The U.S. dollar rose off a 2-1/2-month low versus major peers on Wednesday, as some traders bet that a hotter-than-expected inflation report could force the Federal Reserve to tighten monetary policy sooner than telegraphed.
Though the dollar index touched its weakest in more than two months against the euro overnight, it later rose to 90.77 as selling pressure persisted in stock markets following the Labor Department’s report on consumer prices.
The government said inflation accelerated at its fastest pace in more than 12 years for April with the Consumer Price Index rising 4.2% from a year ago, compared to the Dow Jones estimate for a 3.6% increase.
Excluding volatile food and energy prices, the core CPI increased 3% from the same period in 2020 and 0.9% on a monthly basis. The respective estimates were 2.3% and 0.3%. The higher numbers might add pressure on the Fed to bring forward rate rises, a worry which has contributed to a selloff in rate-sensitive tech shares this week.

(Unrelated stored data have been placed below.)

//! Bounded read cache with explicit invalidation.
//!
//! The write path (reconciliation engine) invalidates entries after each
//! store write commits; the read path populates entries on miss. Eviction is
//! least-recently-used and never affects correctness — an evicted entry just
//! falls through to the underlying store.

use std::collections::{HashMap, VecDeque};
use std::hash::Hash;
use std::sync::Mutex;

use wareflow_core::{MovementId, ProductId, WarehouseId};
use wareflow_movements::{Movement, WarehouseStock};

/// Fixed-capacity map with least-recently-used eviction.
///
/// Both reads and writes count as a use. Not thread-safe on its own;
/// `ReadCache` wraps each instance in a mutex.
#[derive(Debug)]
pub struct LruCache<K, V> {
    capacity: usize,
    map: HashMap<K, V>,
    order: VecDeque<K>,
}

impl<K, V> LruCache<K, V>
where
    K: Clone + Eq + Hash,
{
    pub fn new(capacity: usize) -> Self {
        Self {
            capacity: capacity.max(1),
            map: HashMap::new(),
            order: VecDeque::new(),
        }
    }

    pub fn get(&mut self, key: &K) -> Option<V>
    where
        V: Clone,
    {
        let value = self.map.get(key).cloned()?;
        self.touch(key);
        Some(value)
    }

    pub fn insert(&mut self, key: K, value: V) {
        if self.map.insert(key.clone(), value).is_some() {
            self.touch(&key);
            return;
        }
        self.order.push_back(key);
        if self.map.len() > self.capacity {
            if let Some(oldest) = self.order.pop_front() {
                self.map.remove(&oldest);
            }
        }
    }

    pub fn remove(&mut self, key: &K) {
        if self.map.remove(key).is_some() {
            if let Some(pos) = self.order.iter().position(|k| k == key) {
                self.order.remove(pos);
            }
        }
    }

    pub fn len(&self) -> usize {
        self.map.len()
    }

    pub fn is_empty(&self) -> bool {
        self.map.is_empty()
    }

    fn touch(&mut self, key: &K) {
        if let Some(pos) = self.order.iter().position(|k| k == key) {
            self.order.remove(pos);
        }
        self.order.push_back(key.clone());
    }
}

/// Memoization layer in front of the two stores.
///
/// A poisoned lock degrades to cache misses rather than failing reads.
#[derive(Debug)]
pub struct ReadCache {
    stocks: Mutex<LruCache<(WarehouseId, ProductId), WarehouseStock>>,
    movements: Mutex<LruCache<MovementId, Movement>>,
}

impl ReadCache {
    pub fn new(capacity: usize) -> Self {
        Self {
            stocks: Mutex::new(LruCache::new(capacity)),
            movements: Mutex::new(LruCache::new(capacity)),
        }
    }

    pub fn get_stock(
        &self,
        warehouse_id: &WarehouseId,
        product_id: &ProductId,
    ) -> Option<WarehouseStock> {
        let mut cache = self.stocks.lock().ok()?;
        cache.get(&(warehouse_id.clone(), product_id.clone()))
    }

    pub fn put_stock(&self, stock: WarehouseStock) {
        if let Ok(mut cache) = self.stocks.lock() {
            cache.insert(
                (stock.warehouse_id.clone(), stock.product_id.clone()),
                stock,
            );
        }
    }

    pub fn invalidate_stock(&self, warehouse_id: &WarehouseId, product_id: &ProductId) {
        if let Ok(mut cache) = self.stocks.lock() {
            cache.remove(&(warehouse_id.clone(), product_id.clone()));
        }
    }

    pub fn get_movement(&self, movement_id: &MovementId) -> Option<Movement> {
        let mut cache = self.movements.lock().ok()?;
        cache.get(movement_id)
    }

    pub fn put_movement(&self, movement: Movement) {
        if let Ok(mut cache) = self.movements.lock() {
            cache.insert(movement.movement_id.clone(), movement);
        }
    }

    pub fn invalidate_movement(&self, movement_id: &MovementId) {
        if let Ok(mut cache) = self.movements.lock() {
            cache.remove(movement_id);
        }
    }
}

#[cfg(test)]
mod tests {
    use super::*;

    #[test]
    fn lru_evicts_least_recently_used() {
        let mut cache = LruCache::new(2);
        cache.insert("a", 1);
        cache.insert("b", 2);

        // Touch "a" so "b" becomes the eviction candidate.
        assert_eq!(cache.get(&"a"), Some(1));
        cache.insert("c", 3);

        assert_eq!(cache.len(), 2);
        assert_eq!(cache.get(&"b"), None);
        assert_eq!(cache.get(&"a"), Some(1));
        assert_eq!(cache.get(&"c"), Some(3));
    }

    #[test]
    fn reinsert_updates_value_without_growing() {
        let mut cache = LruCache::new(2);
        cache.insert("a", 1);
        cache.insert("a", 10);
        assert_eq!(cache.len(), 1);
        assert_eq!(cache.get(&"a"), Some(10));
    }

    #[test]
    fn remove_drops_the_entry() {
        let mut cache = LruCache::new(2);
        cache.insert("a", 1);
        cache.remove(&"a");
        assert!(cache.is_empty());
        assert_eq!(cache.get(&"a"), None);
    }

    #[test]
    fn invalidated_stock_entry_misses() {
        use wareflow_movements::WarehouseStock;

        let cache = ReadCache::new(8);
        let w = WarehouseId::new("WH-1").unwrap();
        let p = ProductId::new("PROD-1").unwrap();

        cache.put_stock(WarehouseStock {
            warehouse_id: w.clone(),
            product_id: p.clone(),
            quantity: 100,
        });
        assert!(cache.get_stock(&w, &p).is_some());

        cache.invalidate_stock(&w, &p);
        assert!(cache.get_stock(&w, &p).is_none());
    }
}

The yen rose 0.9% to 109.59 per dollar.
Commodity currencies cooled their heels near milestone peaks, with the Aussie and kiwi sliding 0.7% to sit just below recent ten-week tops, while the Canadian dollar was little changed just shy of Tuesday’s almost four-year high. Sterling ticked lower to trade at $1.406.
“As long as the equity market doesn’t experience a more drastic correction, the dollar is unlikely to get a safe-haven bid,” said Rodrigo Catril, a senior currency strategist at National Australia Bank in Sydney.
“We know now that the Fed is very much firmly committed to easy policy,” he said, a view reinforced by recent comments from Fed members that have made Dallas Fed President Robert Kaplan’s mention of tapering support last month look like an outlier.
“Everybody else has come out firmly saying it’s not the time…and that’s a dollar negative story.”
St. Louis Federal Reserve President James Bullard said on Tuesday he expects inflation could stay as high as 2.5% next year, while Fed Governor Lael Brainard said weak labor data last week shows the recovery has a long way to run.
“Remaining patient through the transitory surge associated with reopening will help ensure that the underlying economic momentum that will be needed to reach our goals as some current tailwinds shift to headwinds is not curtailed by a premature tightening of financial conditions,” she said.
Nominal U.S. yields crept higher with the focus on inflation, but real yields remain negative and under pressure.
The U.S. currency is also being weighed down by the improving global growth outlook, which tends to draw investors’ cash to emerging markets, and by big and growing U.S. trade and current account deficits which also send dollars abroad.
The dollar index is “finding some risk aversion-related stability just above 90” amid the sell-off in equities, “but it’s unlikely to morph into any meaningful upside,” Westpac strategists wrote in a report.
“Fedspeak continues to underscore the patient pledge,” while the “eurozone’s rebound metrics continue to close the gap with the U.S.,” keeping the dollar index heavy through the next several months, they said.
In the digital space, cryptocurrency ether rose about 4% to a record $4,358.38, bringing its gain this month to 56%.
That’s as bigger rival bitcoin remains stuck below $60,000, nearly a month after setting an all-time peak at $64,895.22. It last traded around $57,471.20.